Your goal — From the records, return each line that has the word "main" in it.

[Dataset entries]
= = = =

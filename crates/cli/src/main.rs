use clap::{Parser, Subcommand};

#[derive(Parser)]
#[command(name = "projbot")]
#[command(about = "WhatsApp project-brief assistant", long_about = None)]
struct Cli {
    #[command(subcommand)]
    command: Option<Commands>,
}

#[derive(Subcommand)]
enum Commands {
    /// Show version
    Version,

    /// Create the configuration directory and an empty config file.
    Init {
        /// Config file path (default: PROJBOT_CONFIG_PATH or ~/.projbot/config.json)
        #[arg(long, short, value_name = "PATH")]
        config: Option<std::path::PathBuf>,
    },

    /// Serve the Twilio WhatsApp webhook. Requires GOOGLE_API_KEY and the TWILIO_* credentials.
    Serve {
        /// Config file path (default: PROJBOT_CONFIG_PATH or ~/.projbot/config.json)
        #[arg(long, short, value_name = "PATH")]
        config: Option<std::path::PathBuf>,

        /// HTTP port (default from config or 5000)
        #[arg(long, short)]
        port: Option<u16>,

        /// Run the self-description crew once before serving.
        #[arg(long)]
        self_describe: bool,
    },

    /// Print the intent a message would be classified as. No network.
    Classify {
        /// Message text
        text: String,
    },

    /// Run the self-description crew and print its report. Requires GOOGLE_API_KEY.
    Describe {
        /// Config file path (default: PROJBOT_CONFIG_PATH or ~/.projbot/config.json)
        #[arg(long, short, value_name = "PATH")]
        config: Option<std::path::PathBuf>,
    },
}

#[tokio::main]
async fn main() {
    env_logger::Builder::from_env(env_logger::Env::default().default_filter_or("info")).init();

    let cli = Cli::parse();

    match cli.command {
        Some(Commands::Version) => {
            println!("projbot {}", env!("CARGO_PKG_VERSION"));
        }
        Some(Commands::Init { config }) => {
            if let Err(e) = run_init(config) {
                log::error!("init failed: {}", e);
                std::process::exit(1);
            }
        }
        Some(Commands::Serve {
            config,
            port,
            self_describe,
        }) => {
            if let Err(e) = run_serve(config, port, self_describe).await {
                log::error!("serve failed: {:#}", e);
                std::process::exit(1);
            }
        }
        Some(Commands::Classify { text }) => {
            let words = lib::intent::word_count(&text);
            println!("{} ({} words)", lib::intent::classify(&text), words);
        }
        Some(Commands::Describe { config }) => {
            if let Err(e) = run_describe(config).await {
                log::error!("describe failed: {:#}", e);
                std::process::exit(1);
            }
        }
        None => {
            println!("Run with --help for usage");
        }
    }
}

fn run_init(config_path: Option<std::path::PathBuf>) -> anyhow::Result<()> {
    let path = config_path.unwrap_or_else(lib::config::default_config_path);
    let dir = lib::init::init_config_dir(&path)?;
    println!("initialized configuration at {}", dir.display());
    Ok(())
}

async fn run_serve(
    config_path: Option<std::path::PathBuf>,
    port: Option<u16>,
    self_describe: bool,
) -> anyhow::Result<()> {
    let (mut config, path) = lib::config::load_config(config_path)?;
    if let Some(p) = port {
        config.gateway.port = p;
    }
    log::info!(
        "starting gateway on {}:{} (config {})",
        config.gateway.bind,
        config.gateway.port,
        path.display()
    );
    lib::gateway::run_gateway(config, self_describe).await
}

async fn run_describe(config_path: Option<std::path::PathBuf>) -> anyhow::Result<()> {
    let (config, _) = lib::config::load_config(config_path)?;
    let key = lib::config::resolve_google_api_key(&config)?;
    let llm = lib::llm::GeminiClient::from_config(&config.llm, key);
    let report = lib::bootstrap::self_describe(&llm).await?;
    println!("{}", report.trim());
    Ok(())
}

= = = =

Exercise output —
filename crates/cli/src/main.rs
#[tokio::main]
async fn main() {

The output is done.